9 – Outro possível candidato, Ciro Gomes, foi abatido com arma de longo alcance com mira telescópica, exatamente igual à que assassinou Martin Luther King com apenas um tiro. E essa arma foi manobrada por Lula, um “atirador de escol”, como dizem no Exército.

10 – Lula foi azeitando a arma, se familiarizando com ela, acariciando-a dia e noite. Como Lula gosta muito de futebol, não é despropositado citar (adaptando-o ligeiramente), o filósofo do futebol, Neném Prancha: “O artilheiro deve dormir com a bola. Se for casado, dormir com as duas”.
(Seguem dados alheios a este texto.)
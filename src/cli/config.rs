//! TOML configuration file support.
//!
//! Run parameters can be given in a config file instead of relying on the
//! built-in defaults:
//!
//! ```toml
//! # fibertrace.toml
//! [sensing]
//! distance_step = 10.0
//! distance_start = 0.0
//! distance_end = 3200.0
//! time_step = 1000
//! time_start = "2021-06-17T08:54:04"
//! time_end = "2021-06-17T08:54:38"
//!
//! [demo]
//! seed = 42
//! ```

use anyhow::{Context, Result};
use serde::Deserialize;
use std::path::Path;

use fibertrace::config::SensingConfig;

/// Root configuration structure for fibertrace.toml files.
#[derive(Debug, Default, Deserialize)]
pub struct FileConfig {
    /// Run parameters; built-in defaults apply when omitted.
    pub sensing: Option<SensingConfig>,

    /// Demo-specific settings.
    #[serde(default)]
    pub demo: DemoConfig,
}

/// Settings for the demo command.
#[derive(Debug, Default, Deserialize)]
pub struct DemoConfig {
    /// Generator seed; a CLI `--seed` flag takes precedence.
    pub seed: Option<u64>,
}

impl FileConfig {
    /// Load configuration from a TOML file.
    pub fn from_file(path: &Path) -> Result<Self> {
        let content = std::fs::read_to_string(path)
            .with_context(|| format!("Failed to read config file: {}", path.display()))?;

        Self::parse(&content)
    }

    /// Parse configuration from a TOML string.
    pub fn parse(content: &str) -> Result<Self> {
        toml::from_str(content).context("Failed to parse TOML configuration")
    }
}

/// The run parameters of the original fiber monitoring demo: a 3.2 km
/// fiber sampled every 10 m, over a 34-second window at one-second steps.
pub fn default_sensing_config() -> SensingConfig {
    SensingConfig {
        distance_step: 10.0,
        distance_start: 0.0,
        distance_end: 3200.0,
        time_step: 1000,
        // 2021-06-17T08:54:04 UTC .. 2021-06-17T08:54:38 UTC
        time_start: 1_623_920_044_000,
        time_end: 1_623_920_078_000,
    }
}

/// Resolve the effective run parameters: the config file's `[sensing]`
/// table when present, the built-in demo defaults otherwise.
pub fn resolve_sensing(path: Option<&Path>) -> Result<(SensingConfig, DemoConfig)> {
    let file = match path {
        Some(path) => FileConfig::from_file(path)?,
        None => FileConfig::default(),
    };
    let sensing = file.sensing.unwrap_or_else(default_sensing_config);
    sensing.validate().context("Invalid run configuration")?;
    Ok((sensing, file.demo))
}

#[cfg(test)]
mod tests {
    use super::*;

    #[test]
    fn test_parse_full_config() {
        let toml = r#"
            [sensing]
            distance_step = 5.0
            distance_start = 0.0
            distance_end = 1000.0
            time_step = 500
            time_start = 0
            time_end = 10000

            [demo]
            seed = 42
        "#;

        let config = FileConfig::parse(toml).unwrap();
        let sensing = config.sensing.unwrap();
        assert_eq!(sensing.distance_points(), 200);
        assert_eq!(sensing.time_steps(), 20);
        assert_eq!(config.demo.seed, Some(42));
    }

    #[test]
    fn test_empty_config_uses_defaults() {
        let config = FileConfig::parse("").unwrap();
        assert!(config.sensing.is_none());
        assert_eq!(config.demo.seed, None);

        let defaults = default_sensing_config();
        defaults.validate().unwrap();
        assert_eq!(defaults.distance_points(), 320);
        assert_eq!(defaults.time_steps(), 34);
    }

    #[test]
    fn test_invalid_sensing_rejected_on_resolve() {
        let dir = tempfile::tempdir().unwrap();
        let path = dir.path().join("bad.toml");
        std::fs::write(
            &path,
            r#"
            [sensing]
            distance_step = -1.0
            distance_start = 0.0
            distance_end = 100.0
            time_step = 1000
            time_start = 0
            time_end = 3000
        "#,
        )
        .unwrap();

        assert!(resolve_sensing(Some(&path)).is_err());
    }
}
11 – Lula fez isso com imponente competência. Foi acariciando Ciro, como autor da mudança do domicílio eleitoral, o criador da fórmula BILATERAL, (royalties para os 7 ministros do Supremo) na qual Ciro acreditou.
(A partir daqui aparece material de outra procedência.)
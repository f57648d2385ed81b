use anyhow::{Context, Result};
use chrono::{TimeZone, Utc};
use std::path::PathBuf;

use super::config::resolve_sensing;

/// Display the derived dimensions of a run configuration
pub fn run(config: Option<PathBuf>) -> Result<()> {
    let (sensing, _) = resolve_sensing(config.as_deref())?;

    let window_start = Utc
        .timestamp_millis_opt(sensing.time_start)
        .single()
        .context("Time window start is out of range")?;
    let window_end = Utc
        .timestamp_millis_opt(sensing.time_end)
        .single()
        .context("Time window end is out of range")?;

    let columns = sensing.distance_points();
    let rows = sensing.time_steps();

    println!("fibertrace Run Configuration");
    println!("============================");
    println!();

    println!("Distance axis:");
    println!(
        "  {} m .. {} m, step {} m",
        sensing.distance_start, sensing.distance_end, sensing.distance_step
    );
    println!("  Measurement points (columns): {}", columns);
    println!();

    println!("Time axis:");
    println!(
        "  {} .. {}, step {} ms",
        window_start.format("%Y-%m-%d %H:%M:%S%.3f"),
        window_end.format("%Y-%m-%d %H:%M:%S%.3f"),
        sensing.time_step
    );
    println!("  Time steps (rows): {}", rows);
    println!();

    println!("Heat map grid: {} x {} = {} cells", columns, rows, columns * rows);

    Ok(())
}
12 – Quer dizer: fingia de candidato a governador de São Paulo, mas acreditava extremadamente que na hora certa sairia candidato a presidente, com a bênção papal, sindical e eleitoral do próprio Lula.

13 – Não perceberam, acreditavam que fosse acaso ou coincidência, o fato de Lula ter sido derrotado três vezes para presidente e depois ter sido vencedor nas duas seguintes, e continuando como a verdadeira atração desse Cirq du Soleil, Ele é o espetáculo, o grande malabarista, os espectadores só olham para ele.

***

PS – Mais importante de tudo, sensacional e até agora sem o menor destaque feito por qualquer analista ou “especialista”, o prestígio de Lula. Nada a ver com as derrotas e vitórias, nessa incansável guerra presidencial.

PS2 – O notável na carreira triunfal de Lula, (isto não é elogio nem entusiasmo) foi o fato de obter 5 vezes a legenda do PT. Impressionante, pois já houve um tempo, longo tempo, em que o domínio de Lula sobre o PT não era tão categórico ou esmagador. (Esta segunda palavra, muito mais bem aplicada).

PS3 – Ainda escreverei muito sobre essa fundamental escolha dos vices. Não só o da Dilma, também o de Serra. Curioso: existem nomes que tanto podem se completar com Dilma ou com Serra.

PS4 – Só para mostrar a importância desse vice incógnita. O de Serra não é mais exclusivo de Minas ou do próprio PSDB. O de Dilma, também não é privativo do PMDB ou localizado estruturalmente em um estado.